* **TASK BRIEF**: Please return every line in the entries below with the word "ApiClient" in it.

(Stored data)
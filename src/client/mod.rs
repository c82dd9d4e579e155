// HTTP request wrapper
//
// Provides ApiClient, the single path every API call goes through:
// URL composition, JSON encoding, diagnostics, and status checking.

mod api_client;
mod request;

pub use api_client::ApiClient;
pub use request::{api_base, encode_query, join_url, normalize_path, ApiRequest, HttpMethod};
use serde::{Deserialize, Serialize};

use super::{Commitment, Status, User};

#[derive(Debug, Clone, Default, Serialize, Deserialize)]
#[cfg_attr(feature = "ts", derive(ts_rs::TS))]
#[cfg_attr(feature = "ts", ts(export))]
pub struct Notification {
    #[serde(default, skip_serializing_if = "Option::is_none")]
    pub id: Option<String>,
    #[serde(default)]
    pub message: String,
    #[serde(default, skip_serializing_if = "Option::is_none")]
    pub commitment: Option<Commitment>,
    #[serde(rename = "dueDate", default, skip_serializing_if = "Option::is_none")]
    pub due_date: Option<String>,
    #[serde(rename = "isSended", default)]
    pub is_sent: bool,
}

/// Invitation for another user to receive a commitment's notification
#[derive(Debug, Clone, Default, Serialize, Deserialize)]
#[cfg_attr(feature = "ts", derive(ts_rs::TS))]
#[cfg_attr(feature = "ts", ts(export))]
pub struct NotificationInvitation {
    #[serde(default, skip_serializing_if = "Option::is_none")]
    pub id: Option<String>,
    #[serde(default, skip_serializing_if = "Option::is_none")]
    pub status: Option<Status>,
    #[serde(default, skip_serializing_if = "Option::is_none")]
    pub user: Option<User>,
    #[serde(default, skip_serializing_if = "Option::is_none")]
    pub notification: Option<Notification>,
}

--

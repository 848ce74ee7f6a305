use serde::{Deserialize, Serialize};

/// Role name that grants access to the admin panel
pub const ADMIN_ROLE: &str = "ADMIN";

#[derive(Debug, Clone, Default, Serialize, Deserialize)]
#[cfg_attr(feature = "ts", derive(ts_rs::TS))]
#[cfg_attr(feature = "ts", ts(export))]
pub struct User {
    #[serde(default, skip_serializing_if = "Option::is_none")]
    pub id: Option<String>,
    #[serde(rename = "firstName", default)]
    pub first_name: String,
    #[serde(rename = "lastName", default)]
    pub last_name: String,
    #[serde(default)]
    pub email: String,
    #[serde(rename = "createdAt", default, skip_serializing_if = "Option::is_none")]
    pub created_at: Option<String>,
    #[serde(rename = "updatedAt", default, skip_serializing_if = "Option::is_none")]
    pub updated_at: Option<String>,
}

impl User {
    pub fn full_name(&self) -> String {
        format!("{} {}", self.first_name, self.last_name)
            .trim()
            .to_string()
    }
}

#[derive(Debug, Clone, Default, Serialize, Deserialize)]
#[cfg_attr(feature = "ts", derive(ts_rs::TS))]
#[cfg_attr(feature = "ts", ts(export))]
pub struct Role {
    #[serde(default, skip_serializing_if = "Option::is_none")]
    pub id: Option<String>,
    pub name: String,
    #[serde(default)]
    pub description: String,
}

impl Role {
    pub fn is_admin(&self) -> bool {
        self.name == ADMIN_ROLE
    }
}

--

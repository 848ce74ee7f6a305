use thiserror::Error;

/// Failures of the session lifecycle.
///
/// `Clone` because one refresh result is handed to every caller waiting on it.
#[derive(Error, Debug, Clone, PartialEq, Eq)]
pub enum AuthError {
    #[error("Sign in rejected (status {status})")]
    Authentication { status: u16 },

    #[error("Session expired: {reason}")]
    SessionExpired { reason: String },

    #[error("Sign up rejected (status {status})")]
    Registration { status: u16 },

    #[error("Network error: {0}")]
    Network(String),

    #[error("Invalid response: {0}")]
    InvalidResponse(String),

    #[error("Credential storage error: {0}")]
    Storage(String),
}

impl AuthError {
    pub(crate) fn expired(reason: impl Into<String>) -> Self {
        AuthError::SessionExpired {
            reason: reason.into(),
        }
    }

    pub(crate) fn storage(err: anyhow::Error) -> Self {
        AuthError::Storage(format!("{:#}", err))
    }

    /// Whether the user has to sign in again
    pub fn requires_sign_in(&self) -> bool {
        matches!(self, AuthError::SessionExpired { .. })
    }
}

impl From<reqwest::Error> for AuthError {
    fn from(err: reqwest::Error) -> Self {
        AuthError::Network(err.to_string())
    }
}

* **RESULT FOR THIS EXERCISE**:
// Provides ApiClient, the single path every API call goes through:
pub use api_client::ApiClient;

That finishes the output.